Who Bloody Well Cares Whether Torture is Effective?
Lots of people are still wasting their breath arguing about how effective torture may be. Now, Joshua Tucker of the Monkey Cage is ruminating about the ethical responsibility of social scientists to weigh in on the debate:
“Which leads to another question: should social scientists be engaging in research where we only want to share the results if they come out in one particular direction? I personally believe US national security is harmed by the use of torture in any form by our government, so I would welcome good empirical findings that provide added weight to arguments against the use of torture.
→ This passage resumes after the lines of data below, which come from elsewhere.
//! Wide/long reshaping and date spine generation

use chrono::NaiveDate;

use super::{DatasetError, DatasetResult, RecordSet, Value};
use crate::utils::time::Granularity;

impl RecordSet {
    /// Unpivot `value_columns` into `(variable_column, value_column)` pairs.
    ///
    /// With an empty `value_columns`, every column that is not an id column is
    /// melted. Output rows are grouped by input row, preserving order.
    pub fn melt(
        &self,
        id_columns: &[String],
        value_columns: &[String],
        variable_column: &str,
        value_column: &str,
    ) -> DatasetResult<RecordSet> {
        let id_idx = id_columns
            .iter()
            .map(|c| {
                self.column_index(c)
                    .ok_or_else(|| DatasetError::UnknownColumn(c.clone()))
            })
            .collect::<DatasetResult<Vec<_>>>()?;

        let melted: Vec<(usize, &String)> = if value_columns.is_empty() {
            self.columns()
                .iter()
                .enumerate()
                .filter(|(_, c)| !id_columns.contains(c))
                .collect()
        } else {
            value_columns
                .iter()
                .map(|c| {
                    self.column_index(c)
                        .map(|i| (i, c))
                        .ok_or_else(|| DatasetError::UnknownColumn(c.clone()))
                })
                .collect::<DatasetResult<Vec<_>>>()?
        };

        let mut columns: Vec<String> = id_columns.to_vec();
        columns.push(variable_column.to_string());
        columns.push(value_column.to_string());
        let mut out = RecordSet::new(columns)?;

        for row in self.rows() {
            for (idx, name) in &melted {
                let mut new_row: Vec<Value> = id_idx.iter().map(|i| row[*i].clone()).collect();
                new_row.push(Value::Text((*name).clone()));
                new_row.push(row[*idx].clone());
                out.push_row(new_row)?;
            }
        }
        Ok(out)
    }

    /// Move the outer level of `outer{sep}inner` column names into rows.
    ///
    /// Columns without the separator are id columns and are repeated on every
    /// output row. For each input row one output row is produced per distinct
    /// outer level (first-seen order), with one column per distinct inner
    /// name; combinations absent from the input are null.
    pub fn stack_header_level(&self, separator: &str, level_column: &str) -> DatasetResult<RecordSet> {
        if separator.is_empty() {
            return Err(DatasetError::Invalid("header separator must not be empty".to_string()));
        }

        let mut id_idx = Vec::new();
        let mut outers: Vec<String> = Vec::new();
        let mut inners: Vec<String> = Vec::new();
        let mut stacked: Vec<(usize, usize, usize)> = Vec::new();

        for (idx, name) in self.columns().iter().enumerate() {
            match name.split_once(separator) {
                Some((outer, inner)) => {
                    let o = position_or_push(&mut outers, outer);
                    let i = position_or_push(&mut inners, inner);
                    stacked.push((idx, o, i));
                }
                None => id_idx.push(idx),
            }
        }

        if stacked.is_empty() {
            return Err(DatasetError::Invalid(format!(
                "no column names contain the header separator '{separator}'"
            )));
        }

        let mut columns: Vec<String> = id_idx.iter().map(|i| self.columns()[*i].clone()).collect();
        columns.push(level_column.to_string());
        columns.extend(inners.iter().cloned());
        let mut out = RecordSet::new(columns)?;

        for row in self.rows() {
            for (o, outer) in outers.iter().enumerate() {
                let mut new_row: Vec<Value> = id_idx.iter().map(|i| row[*i].clone()).collect();
                new_row.push(Value::Text(outer.clone()));
                let mut cells = vec![Value::Null; inners.len()];
                for (idx, so, si) in &stacked {
                    if *so == o {
                        cells[*si] = row[*idx].clone();
                    }
                }
                new_row.extend(cells);
                out.push_row(new_row)?;
            }
        }
        Ok(out)
    }

    /// Fill gaps in a date column with a generated spine.
    ///
    /// Rows are sorted by `date_column`; every missing date (or month start)
    /// between the first date and `through` (or the last date) gets a row
    /// copying the previous row's values. Rows with a null date are dropped.
    pub fn fill_date_spine(
        &self,
        date_column: &str,
        granularity: Granularity,
        through: Option<NaiveDate>,
    ) -> DatasetResult<RecordSet> {
        let idx = self
            .column_index(date_column)
            .ok_or_else(|| DatasetError::UnknownColumn(date_column.to_string()))?;

        let mut dated: Vec<(NaiveDate, &Vec<Value>)> = Vec::with_capacity(self.len());
        for row in self.rows() {
            match &row[idx] {
                Value::Null => continue,
                v => {
                    let d = v.as_date().ok_or_else(|| {
                        DatasetError::Invalid(format!(
                            "column '{date_column}' holds a {} value, expected a date",
                            v.type_name()
                        ))
                    })?;
                    dated.push((granularity.align(d), row));
                }
            }
        }
        dated.sort_by_key(|(d, _)| *d);

        let mut out = RecordSet::new(self.columns().iter().cloned())?;
        out.set_header_levels(self.header_levels().to_vec());

        let Some((first, _)) = dated.first() else {
            return Ok(out);
        };
        let last = dated.last().map(|(d, _)| *d).unwrap_or(*first);
        let end = through.map(|t| granularity.align(t)).unwrap_or(last).max(last);

        let mut cursor = *first;
        let mut pos = 0;
        let mut previous: Option<Vec<Value>> = None;
        while cursor <= end {
            let mut matched = false;
            while pos < dated.len() && dated[pos].0 == cursor {
                let mut row = dated[pos].1.clone();
                row[idx] = Value::Date(cursor);
                previous = Some(row.clone());
                out.push_row(row)?;
                pos += 1;
                matched = true;
            }
            if !matched && let Some(prev) = &previous {
                let mut row = prev.clone();
                row[idx] = Value::Date(cursor);
                out.push_row(row)?;
            }
            cursor = granularity.next(cursor);
        }
        Ok(out)
    }
}

fn position_or_push(items: &mut Vec<String>, value: &str) -> usize {
    match items.iter().position(|v| v == value) {
        Some(i) => i,
        None => {
            items.push(value.to_string());
            items.len() - 1
        }
    }
}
But despite that goal, should I actually engage in research if I’m not willing to accept (or publish) findings to the contrary?
At Foreign Policy, Dan Drezner takes a clear-cut position.
I, too, would welcome good empirical findings showing that torture does not work, but my answer to Josh’s questions are “no.” You have to publish your findings regardless of what you discover. That’s the only way this business can work.
I’m with Dan on the importance of not hiding research findings. But this whole discussion misses the mark. Torture probably does work occasionally. But so what? The whole point of the anti-torture regime is to stay the Inquisitor’s hand even when it’s in our interest to torture. If we only refused to torture when/if there was no conflict with our self-interest, the rule would be unnecessary. Torture is wrong because it’s wrong, not because it’s never effective.
So the ethical problem for social scientists begins not when the numbers have been crunched (actually, they already have been), but when we frame the question in the first place. The more we get into the study of torture’s effectiveness, the more we legitimate the idea that effectiveness matters. It shouldn’t.